Сегодня вспоминать об этом смешно. А тогда все было очень серьезно: проверки с пристрастием прокуратуры, масса потраченных нервов…

Думаю, в этом есть определенная особенность человеческой психики: что-то чужое всегда воспринимается с большей настороженностью. И всегда, когда в трудной ситуации хочется найти козла отпущения, стрелка интуитивно переводится на что-то чужое. Это что-то не совсем понятно, и ты начинаешь подозревать, что там что-то варится…

— Но иностранцы — и они для нас, и мы для них — действительно чужие. И наши проблемы г-на Профумо (главный управляющий UniСredit Group) волнуют меньше всего и в последнюю очередь…

— Когда такая крупная финансовая группа, как UniCredit, начинает где-либо разворачивать или сворачивать свою деятельность, то действует рационально. Она ведь не с кондачка заходила в Централь­ную и Восточную Европу (ЦВЕ), и в Украину в частности как одну из крупнейших стран в регионе. Наоборот, группа уже давно объявила, что развитие бизнеса в ЦВЕ является стратегическим направлением ее деятельности. От подобных стратегических решений так просто не отказываются.

Прибыль UniСredit Group после налогообложения за девять месяцев нынешнего года составила 3,4 млрд. евро. По результатам 2008 года ожидается 5,4 млрд. евро. В октябре проведено увеличение акционерного капитала на 3 млрд. евро. Кроме того, принято решение акционеров не выплачивать дивиденды по итогам текущего года, практически полностью капитализировать всю прибыль.

Так вот, в отчете отмечается, что одним из главных слагаемых положительного результата стал значительный рост бизнеса группы в регионе ЦВЕ, прибыль которого по сравнению с аналогичным прошлогодним периодом увеличилась в полтора раза. Укрсоцбанк, кстати, здесь выглядел далеко не худшим образом: за девять месяцев 2008 года наша прибыль составила более полумиллиарда гривен.

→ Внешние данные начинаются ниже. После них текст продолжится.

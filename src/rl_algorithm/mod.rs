pub mod base;
pub mod ppo;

Да и если посмотреть на темпы девальвации валют в странах ЦВЕ, то Украина ничем не выделяется. Думаю, если Россия сейчас опустит курс до 40 руб./долл., и там начнутся аналогичные процессы…

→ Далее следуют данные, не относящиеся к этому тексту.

use serde::de::{self, Deserializer};
use serde::ser::Serializer;
use serde::{Deserialize, Serialize};

use crate::rl_env::TensorSpec;

/// Network architecture of a policy or critic. Deserializes from a tagged
/// object or the name `"auto"`.
#[derive(Debug, Clone, PartialEq, Serialize, Deserialize)]
#[serde(remote = "Self", tag = "type", rename_all = "snake_case")]
pub enum NetworkSpec {
    /// Automatically configured dense network, optionally followed by an LSTM
    /// cell with the given horizon.
    Auto {
        size: usize,
        depth: usize,
        #[serde(default, skip_serializing_if = "Option::is_none")]
        internal_rnn: Option<usize>,
    },
    Mlp {
        n_layers: usize,
        layer_size: usize,
    },
    Lstm {
        layer_size: usize,
        horizon: usize,
    },
}

impl NetworkSpec {
    pub fn auto(size: usize, depth: usize) -> Self {
        return NetworkSpec::Auto {
            size,
            depth,
            internal_rnn: None,
        };
    }

    pub fn with_internal_rnn(self, horizon: usize) -> Self {
        match self {
            NetworkSpec::Auto { size, depth, .. } => NetworkSpec::Auto {
                size,
                depth,
                internal_rnn: Some(horizon),
            },
            other => other,
        }
    }

    /// Recurrent horizon of the network, if it has one.
    pub fn rnn_horizon(&self) -> Option<usize> {
        match self {
            NetworkSpec::Auto { internal_rnn, .. } => *internal_rnn,
            NetworkSpec::Mlp { .. } => None,
            NetworkSpec::Lstm { horizon, .. } => Some(*horizon),
        }
    }

    pub(crate) fn check(&self) -> Result<(), String> {
        let sizes_ok = match self {
            NetworkSpec::Auto { size, depth, .. } => *size > 0 && *depth > 0,
            NetworkSpec::Mlp {
                n_layers,
                layer_size,
            } => *n_layers > 0 && *layer_size > 0,
            NetworkSpec::Lstm { layer_size, .. } => *layer_size > 0,
        };
        if !sizes_ok {
            return Err(format!("{self:?} has an empty layer"));
        }
        if self.rnn_horizon() == Some(0) {
            return Err(format!("{self:?} has a zero rnn horizon"));
        }
        return Ok(());
    }
}

impl Default for NetworkSpec {
    fn default() -> Self {
        return NetworkSpec::auto(64, 2);
    }
}

impl Serialize for NetworkSpec {
    fn serialize<S: Serializer>(&self, serializer: S) -> Result<S::Ok, S::Error> {
        return NetworkSpec::serialize(self, serializer);
    }
}

impl<'de> Deserialize<'de> for NetworkSpec {
    fn deserialize<D: Deserializer<'de>>(deserializer: D) -> Result<Self, D::Error> {
        #[derive(Deserialize)]
        #[serde(untagged)]
        enum Raw {
            Name(String),
            #[serde(deserialize_with = "NetworkSpec::deserialize")]
            Spec(NetworkSpec),
        }
        match Raw::deserialize(deserializer)? {
            Raw::Spec(network) => Ok(network),
            Raw::Name(name) if name == "auto" => Ok(NetworkSpec::default()),
            Raw::Name(name) => Err(de::Error::custom(format!(
                "unknown network {name:?}, expected \"auto\" or a network spec"
            ))),
        }
    }
}

#[derive(Debug, Clone, Copy, PartialEq, Eq, Serialize, Deserialize)]
#[serde(rename_all = "snake_case")]
pub enum FloatDistribution {
    Gaussian,
    Beta,
}

/// Distribution overrides per action type. Unset types use the default for
/// their action spec.
#[derive(Debug, Clone, Default, PartialEq, Serialize, Deserialize)]
pub struct DistributionsConfig {
    #[serde(default, skip_serializing_if = "Option::is_none")]
    pub float: Option<FloatDistribution>,
}

impl DistributionsConfig {
    pub fn float(distribution: FloatDistribution) -> Self {
        return Self {
            float: Some(distribution),
        };
    }

    /// Distribution a float action resolves to: bounded actions default to
    /// Beta, unbounded ones to Gaussian.
    pub fn float_distribution(&self, action: &TensorSpec) -> FloatDistribution {
        if let Some(distribution) = self.float {
            return distribution;
        }
        if action.is_bounded_float() {
            return FloatDistribution::Beta;
        }
        return FloatDistribution::Gaussian;
    }

    fn is_default(&self) -> bool {
        return self.float.is_none();
    }
}

#[derive(Debug, Clone, PartialEq, Serialize, Deserialize)]
pub struct PolicyConfig {
    pub network: NetworkSpec,
    #[serde(default = "default_temperature")]
    pub temperature: f32,
    #[serde(default, skip_serializing_if = "DistributionsConfig::is_default")]
    pub distributions: DistributionsConfig,
}

fn default_temperature() -> f32 {
    1.0
}

impl PolicyConfig {
    pub fn new(network: NetworkSpec) -> Self {
        return Self {
            network,
            temperature: default_temperature(),
            distributions: DistributionsConfig::default(),
        };
    }

    pub fn with_temperature(mut self, temperature: f32) -> Self {
        self.temperature = temperature;
        self
    }

    pub fn with_distributions(mut self, distributions: DistributionsConfig) -> Self {
        self.distributions = distributions;
        self
    }
}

Внешний долг и валютный курс

— Судя по премиям за риск по дефолтным свопам и дисконтам в котировках отечественных евробондов, Украина как раз очень сильно выделяется, причем не в лучшую сторону…

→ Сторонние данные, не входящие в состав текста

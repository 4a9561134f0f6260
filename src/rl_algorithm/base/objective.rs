use serde::de::{self, Deserializer};
use serde::ser::Serializer;
use serde::{Deserialize, Serialize};

#[derive(Debug, Clone, Copy, PartialEq, Eq, Serialize, Deserialize)]
#[serde(rename_all = "snake_case")]
pub enum ValueTarget {
    State,
    Action,
}

/// Training objective. Deserializes from a tagged object or one of the names
/// `"policy_gradient"`, `"value"` (state value) and `"action_value"`.
#[derive(Debug, Clone, PartialEq, Serialize, Deserialize)]
#[serde(remote = "Self", tag = "type", rename_all = "snake_case")]
pub enum ObjectiveConfig {
    PolicyGradient {
        /// Use the likelihood ratio instead of the log-likelihood.
        #[serde(default)]
        ratio_based: bool,
        #[serde(default, skip_serializing_if = "Option::is_none")]
        clipping_value: Option<f32>,
    },
    /// Regression of the state or action value.
    Value { value: ValueTarget },
}

impl ObjectiveConfig {
    pub fn policy_gradient() -> Self {
        return ObjectiveConfig::PolicyGradient {
            ratio_based: false,
            clipping_value: None,
        };
    }

    /// Clipped likelihood-ratio objective.
    pub fn clipped_ratio(clipping_value: f32) -> Self {
        return ObjectiveConfig::PolicyGradient {
            ratio_based: true,
            clipping_value: Some(clipping_value),
        };
    }

    pub fn state_value() -> Self {
        return ObjectiveConfig::Value {
            value: ValueTarget::State,
        };
    }

    pub fn action_value() -> Self {
        return ObjectiveConfig::Value {
            value: ValueTarget::Action,
        };
    }
}

impl Serialize for ObjectiveConfig {
    fn serialize<S: Serializer>(&self, serializer: S) -> Result<S::Ok, S::Error> {
        return ObjectiveConfig::serialize(self, serializer);
    }
}

impl<'de> Deserialize<'de> for ObjectiveConfig {
    fn deserialize<D: Deserializer<'de>>(deserializer: D) -> Result<Self, D::Error> {
        #[derive(Deserialize)]
        #[serde(untagged)]
        enum Raw {
            Name(String),
            #[serde(deserialize_with = "ObjectiveConfig::deserialize")]
            Spec(ObjectiveConfig),
        }
        match Raw::deserialize(deserializer)? {
            Raw::Spec(objective) => Ok(objective),
            Raw::Name(name) => match name.as_str() {
                "policy_gradient" => Ok(ObjectiveConfig::policy_gradient()),
                "value" => Ok(ObjectiveConfig::state_value()),
                "action_value" => Ok(ObjectiveConfig::action_value()),
                _ => Err(de::Error::custom(format!(
                    "unknown objective {name:?}, expected \"policy_gradient\", \"value\" or \"action_value\""
                ))),
            },
        }
    }
}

— Такие оценки часто основываются на отсутствии в Украине прозрачной статистики внешнего долга. А профессиональный анализ показывает, что какого-то сверхъестественного публичного корпоративного внешнего долга, который действительно влияет на рейтинг страны и способен привести ее к дефолту, на самом-то деле и нет. И пальцев одной руки хватит, чтобы посчитать сумму, которую публичные заемщики должны в следующем году выплатить. Ничего особенного. У большинства наших соседей ситуация намного хуже. Плюс политическая нестабильность…

— Почему тогда никто не сделает реальную статистику и структуру украинского внешнего долга публичной? Ведь это тоже элемент спекуляций...

— Это спекуляции, которые публикуются рейтинговыми агентствами или банковскими аналитиками, основываясь на каких-то общих цифрах. У них же нет этой информации, нет к ней доступа. Как, например, не работающий в Украине иностранный банк может печатать выводы о неизбежности дефолтов, если на самом деле не знает реального положения дел, не владеет полноценной детализированной статистикой?!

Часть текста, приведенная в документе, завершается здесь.